▶ [PROMPT]
In the material below, identify each line bearing the word "impl". Reproduce those lines.

═══ DATA UNDER STUDY ═══

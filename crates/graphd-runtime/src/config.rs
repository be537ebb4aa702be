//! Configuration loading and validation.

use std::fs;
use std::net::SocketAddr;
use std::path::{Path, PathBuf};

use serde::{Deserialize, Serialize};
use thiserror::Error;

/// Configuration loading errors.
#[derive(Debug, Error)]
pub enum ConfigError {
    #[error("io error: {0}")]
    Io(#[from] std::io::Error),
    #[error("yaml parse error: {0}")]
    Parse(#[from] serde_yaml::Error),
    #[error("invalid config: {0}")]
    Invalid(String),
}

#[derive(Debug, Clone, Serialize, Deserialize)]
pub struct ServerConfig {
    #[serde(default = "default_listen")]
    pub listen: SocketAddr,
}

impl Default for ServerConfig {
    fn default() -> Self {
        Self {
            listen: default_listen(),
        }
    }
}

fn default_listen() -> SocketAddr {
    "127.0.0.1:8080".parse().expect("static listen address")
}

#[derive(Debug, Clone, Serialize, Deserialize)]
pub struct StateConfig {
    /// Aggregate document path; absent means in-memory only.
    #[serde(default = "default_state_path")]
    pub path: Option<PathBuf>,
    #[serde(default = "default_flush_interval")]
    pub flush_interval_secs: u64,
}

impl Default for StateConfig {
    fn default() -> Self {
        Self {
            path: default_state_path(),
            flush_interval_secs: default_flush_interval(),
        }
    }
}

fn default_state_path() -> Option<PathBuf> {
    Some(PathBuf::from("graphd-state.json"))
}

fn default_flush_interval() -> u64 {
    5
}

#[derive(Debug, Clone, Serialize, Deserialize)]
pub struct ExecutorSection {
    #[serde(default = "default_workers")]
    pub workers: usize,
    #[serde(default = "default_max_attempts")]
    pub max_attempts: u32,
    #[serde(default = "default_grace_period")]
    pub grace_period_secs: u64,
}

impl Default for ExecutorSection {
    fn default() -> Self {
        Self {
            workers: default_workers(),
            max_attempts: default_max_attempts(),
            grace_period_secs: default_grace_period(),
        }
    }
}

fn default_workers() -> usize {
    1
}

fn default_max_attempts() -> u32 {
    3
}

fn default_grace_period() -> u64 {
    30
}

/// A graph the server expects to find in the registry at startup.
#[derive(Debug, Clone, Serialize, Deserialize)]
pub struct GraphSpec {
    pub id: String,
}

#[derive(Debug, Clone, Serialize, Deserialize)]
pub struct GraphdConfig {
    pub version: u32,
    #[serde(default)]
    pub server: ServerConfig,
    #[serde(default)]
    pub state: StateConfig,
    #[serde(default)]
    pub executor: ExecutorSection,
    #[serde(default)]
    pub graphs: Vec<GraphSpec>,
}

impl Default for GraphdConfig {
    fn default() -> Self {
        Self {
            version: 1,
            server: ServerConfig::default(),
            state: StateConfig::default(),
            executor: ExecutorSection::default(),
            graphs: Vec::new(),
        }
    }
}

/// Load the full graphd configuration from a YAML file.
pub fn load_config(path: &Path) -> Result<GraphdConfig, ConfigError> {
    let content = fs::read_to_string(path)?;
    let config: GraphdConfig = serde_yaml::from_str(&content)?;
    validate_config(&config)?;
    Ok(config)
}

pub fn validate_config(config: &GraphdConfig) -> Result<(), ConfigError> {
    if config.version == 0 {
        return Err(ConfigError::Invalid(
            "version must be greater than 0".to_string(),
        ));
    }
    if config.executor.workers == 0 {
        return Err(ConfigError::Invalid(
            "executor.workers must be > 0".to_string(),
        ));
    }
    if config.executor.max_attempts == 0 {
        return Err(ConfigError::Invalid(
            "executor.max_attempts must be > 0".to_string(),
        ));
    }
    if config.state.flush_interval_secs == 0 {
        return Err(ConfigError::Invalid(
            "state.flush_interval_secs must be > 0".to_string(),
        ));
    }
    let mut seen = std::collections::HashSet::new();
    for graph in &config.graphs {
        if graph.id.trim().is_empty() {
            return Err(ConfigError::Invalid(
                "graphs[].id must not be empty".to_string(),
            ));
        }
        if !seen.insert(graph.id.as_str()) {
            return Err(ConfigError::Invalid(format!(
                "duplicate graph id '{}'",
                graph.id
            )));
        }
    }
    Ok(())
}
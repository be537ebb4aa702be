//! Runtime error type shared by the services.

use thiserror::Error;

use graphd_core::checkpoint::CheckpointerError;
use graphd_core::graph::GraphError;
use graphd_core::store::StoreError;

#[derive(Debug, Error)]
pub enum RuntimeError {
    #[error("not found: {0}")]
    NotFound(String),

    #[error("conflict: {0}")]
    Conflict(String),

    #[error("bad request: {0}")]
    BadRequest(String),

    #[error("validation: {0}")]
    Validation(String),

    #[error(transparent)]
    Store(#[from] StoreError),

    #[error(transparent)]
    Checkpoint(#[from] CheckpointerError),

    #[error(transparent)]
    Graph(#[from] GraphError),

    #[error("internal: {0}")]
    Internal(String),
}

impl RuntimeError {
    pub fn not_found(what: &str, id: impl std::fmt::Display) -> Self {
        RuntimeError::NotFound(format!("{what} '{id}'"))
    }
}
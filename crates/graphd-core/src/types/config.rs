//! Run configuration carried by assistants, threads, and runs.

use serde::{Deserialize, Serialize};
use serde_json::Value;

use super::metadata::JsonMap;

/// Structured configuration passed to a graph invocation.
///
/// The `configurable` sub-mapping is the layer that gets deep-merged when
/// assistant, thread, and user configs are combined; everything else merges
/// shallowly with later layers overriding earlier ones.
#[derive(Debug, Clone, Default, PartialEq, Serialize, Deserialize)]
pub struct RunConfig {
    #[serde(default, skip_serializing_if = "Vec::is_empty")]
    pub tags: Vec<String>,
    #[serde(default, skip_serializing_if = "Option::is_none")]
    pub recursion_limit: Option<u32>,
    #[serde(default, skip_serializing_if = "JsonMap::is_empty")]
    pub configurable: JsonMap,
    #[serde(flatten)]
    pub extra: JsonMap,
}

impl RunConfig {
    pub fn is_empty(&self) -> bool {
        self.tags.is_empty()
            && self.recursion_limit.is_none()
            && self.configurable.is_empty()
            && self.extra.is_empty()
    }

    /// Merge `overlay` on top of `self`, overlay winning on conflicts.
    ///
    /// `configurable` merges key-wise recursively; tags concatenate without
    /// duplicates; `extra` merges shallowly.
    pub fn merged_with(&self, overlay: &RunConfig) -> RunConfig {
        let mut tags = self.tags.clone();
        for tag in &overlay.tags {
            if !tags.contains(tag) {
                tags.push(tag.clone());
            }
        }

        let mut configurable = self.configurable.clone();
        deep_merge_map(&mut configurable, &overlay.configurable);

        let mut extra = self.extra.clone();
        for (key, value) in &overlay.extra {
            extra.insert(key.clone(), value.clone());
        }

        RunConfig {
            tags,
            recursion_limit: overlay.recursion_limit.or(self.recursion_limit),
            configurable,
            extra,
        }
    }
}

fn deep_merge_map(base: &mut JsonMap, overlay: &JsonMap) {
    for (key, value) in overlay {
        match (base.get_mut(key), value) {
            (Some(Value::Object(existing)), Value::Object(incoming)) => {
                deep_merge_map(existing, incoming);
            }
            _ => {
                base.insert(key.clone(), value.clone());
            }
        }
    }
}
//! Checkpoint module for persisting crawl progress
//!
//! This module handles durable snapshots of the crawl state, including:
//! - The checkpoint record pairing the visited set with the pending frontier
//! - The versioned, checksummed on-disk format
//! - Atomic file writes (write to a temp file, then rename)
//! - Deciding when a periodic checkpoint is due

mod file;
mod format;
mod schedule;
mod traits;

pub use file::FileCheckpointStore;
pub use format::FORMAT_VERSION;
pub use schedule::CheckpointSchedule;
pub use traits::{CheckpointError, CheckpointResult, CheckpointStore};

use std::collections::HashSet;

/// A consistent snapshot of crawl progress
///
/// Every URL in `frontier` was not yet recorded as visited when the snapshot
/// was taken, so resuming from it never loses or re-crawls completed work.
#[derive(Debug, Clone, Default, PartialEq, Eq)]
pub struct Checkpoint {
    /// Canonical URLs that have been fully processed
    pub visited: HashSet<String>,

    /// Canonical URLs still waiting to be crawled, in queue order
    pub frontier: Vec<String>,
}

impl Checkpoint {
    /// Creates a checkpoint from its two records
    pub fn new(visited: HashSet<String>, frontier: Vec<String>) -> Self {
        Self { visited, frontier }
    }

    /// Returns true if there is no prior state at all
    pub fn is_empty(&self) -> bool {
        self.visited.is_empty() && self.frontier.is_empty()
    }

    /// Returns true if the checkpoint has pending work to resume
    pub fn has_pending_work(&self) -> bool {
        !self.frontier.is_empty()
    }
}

═══

▶ [RESPONSE]
impl Default for ServerConfig {
impl Default for StateConfig {
impl Default for ExecutorSection {
impl Default for GraphdConfig {
impl RuntimeError {
    pub fn not_found(what: &str, id: impl std::fmt::Display) -> Self {
impl RunConfig {
impl Checkpoint {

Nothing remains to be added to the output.